§ DIRECTIONS:
Pull every line containing "record" from the data.
======== MATERIAL FOR THIS TASK ========
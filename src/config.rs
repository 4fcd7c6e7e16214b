use std::str::FromStr;

/// Which credential hasher is applied to passwords before they are stored.
#[derive(Debug, Clone, Copy, PartialEq, Eq)]
pub enum HasherKind {
    /// Store passwords exactly as received.
    Plain,
    Argon2,
}

impl FromStr for HasherKind {
    type Err = anyhow::Error;

    fn from_str(s: &str) -> Result<Self, Self::Err> {
        match s.trim().to_ascii_lowercase().as_str() {
            "plain" => Ok(Self::Plain),
            "argon2" => Ok(Self::Argon2),
            other => anyhow::bail!("unknown PASSWORD_HASHER `{other}` (expected plain or argon2)"),
        }
    }
}

#[derive(Debug, Clone)]
pub struct DatabaseConfig {
    pub url: String,
    pub max_connections: u32,
}

#[derive(Debug, Clone)]
pub struct AppConfig {
    pub database: DatabaseConfig,
    pub host: String,
    pub port: u16,
    pub password_hasher: HasherKind,
}

impl AppConfig {
    pub fn from_env() -> anyhow::Result<Self> {
        Self::from_lookup(|key| std::env::var(key).ok())
    }

    /// Builds the config from an arbitrary variable source.
    pub fn from_lookup<F>(get: F) -> anyhow::Result<Self>
    where
        F: Fn(&str) -> Option<String>,
    {
        let database = DatabaseConfig {
            url: get("DATABASE_URL").unwrap_or_else(|| "sqlite://database.db".into()),
            max_connections: get("DB_MAX_CONNECTIONS")
                .and_then(|v| v.parse::<u32>().ok())
                .filter(|n| *n > 0)
                .unwrap_or(5),
        };
        let password_hasher = match get("PASSWORD_HASHER") {
            Some(v) => v.parse()?,
            None => HasherKind::Plain,
        };
        Ok(Self {
            database,
            host: get("APP_HOST").unwrap_or_else(|| "127.0.0.1".into()),
            port: get("APP_PORT")
                .and_then(|v| v.parse::<u16>().ok())
                .unwrap_or(8000),
            password_hasher,
        })
    }

    pub fn bind_addr(&self) -> String {
        format!("{}:{}", self.host, self.port)
    }
}
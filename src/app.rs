use std::time::Duration;

use axum::{
    http::{Request, Response},
    routing::get,
    Json, Router,
};
use serde_json::{json, Value};
use tower_http::{cors::CorsLayer, trace::TraceLayer};
use tracing::Span;

use crate::config::AppConfig;
use crate::state::AppState;
use crate::users;

pub fn build_app(state: AppState) -> Router {
    Router::new()
        .merge(users::router())
        .route("/main", get(greeting))
        .route("/health", get(|| async { "ok" }))
        .with_state(state)
        .layer(CorsLayer::permissive())
        .layer(
            TraceLayer::new_for_http()
                .make_span_with(|req: &Request<_>| {
                    tracing::info_span!(
                        "http_request",
                        method = %req.method(),
                        path = %req.uri().path(),
                        status = tracing::field::Empty,
                        latency_ms = tracing::field::Empty
                    )
                })
                .on_response(|res: &Response<_>, latency: Duration, span: &Span| {
                    let status = res.status();
                    span.record("status", status.as_u16());
                    span.record("latency_ms", latency.as_millis() as u64);
                    match status.as_u16() {
                        500.. => tracing::error!(%status, "request failed"),
                        400..=499 => tracing::warn!(%status, "request rejected"),
                        _ => tracing::debug!(%status, "request served"),
                    }
                }),
        )
}

async fn greeting() -> Json<Value> {
    Json(json!({ "Hola:": "FastApi" }))
}

pub async fn serve(app: Router, config: &AppConfig) -> anyhow::Result<()> {
    let addr: std::net::SocketAddr = config.bind_addr().parse()?;

    tracing::info!("listening on {}", addr);
    let listener = tokio::net::TcpListener::bind(addr).await?;
    axum::serve(listener, app).await?;
    Ok(())
}
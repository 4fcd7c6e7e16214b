use axum::{
    extract::rejection::{JsonRejection, PathRejection, QueryRejection},
    http::StatusCode,
    response::{IntoResponse, Response},
    Json,
};
use serde_json::json;
use thiserror::Error;

pub const USER_NOT_FOUND: &str = "Usuario No Encontrado";
pub const WRONG_PASSWORD: &str = "Contraseña Incorrecta";

#[derive(Debug, Error)]
pub enum AppError {
    /// Requested record does not exist.
    #[error("{0}")]
    NotFound(&'static str),

    /// Input did not match the expected shape.
    #[error("{0}")]
    Validation(String),

    /// Caller failed to prove ownership of the record.
    #[error("{0}")]
    Forbidden(&'static str),

    #[error("database error: {0}")]
    Database(#[from] sqlx::Error),

    #[error("internal error: {0}")]
    Internal(#[from] anyhow::Error),
}

impl AppError {
    pub fn user_not_found() -> Self {
        Self::NotFound(USER_NOT_FOUND)
    }

    pub fn status(&self) -> StatusCode {
        match self {
            Self::NotFound(_) => StatusCode::NOT_FOUND,
            Self::Validation(_) => StatusCode::UNPROCESSABLE_ENTITY,
            Self::Forbidden(_) => StatusCode::FORBIDDEN,
            Self::Database(_) | Self::Internal(_) => StatusCode::INTERNAL_SERVER_ERROR,
        }
    }
}

impl IntoResponse for AppError {
    fn into_response(self) -> Response {
        let status = self.status();
        let detail = if status.is_server_error() {
            tracing::error!(error = %self, "request failed");
            "Internal Server Error".to_string()
        } else {
            self.to_string()
        };
        (status, Json(json!({ "detail": detail }))).into_response()
    }
}

impl From<JsonRejection> for AppError {
    fn from(rejection: JsonRejection) -> Self {
        Self::Validation(rejection.body_text())
    }
}

impl From<PathRejection> for AppError {
    fn from(rejection: PathRejection) -> Self {
        Self::Validation(rejection.body_text())
    }
}

impl From<QueryRejection> for AppError {
    fn from(rejection: QueryRejection) -> Self {
        Self::Validation(rejection.body_text())
    }
}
========
§ COMPLETED TASK:
                    span.record("status", status.as_u16());
                    span.record("latency_ms", latency.as_millis() as u64);
    /// Requested record does not exist.
    /// Caller failed to prove ownership of the record.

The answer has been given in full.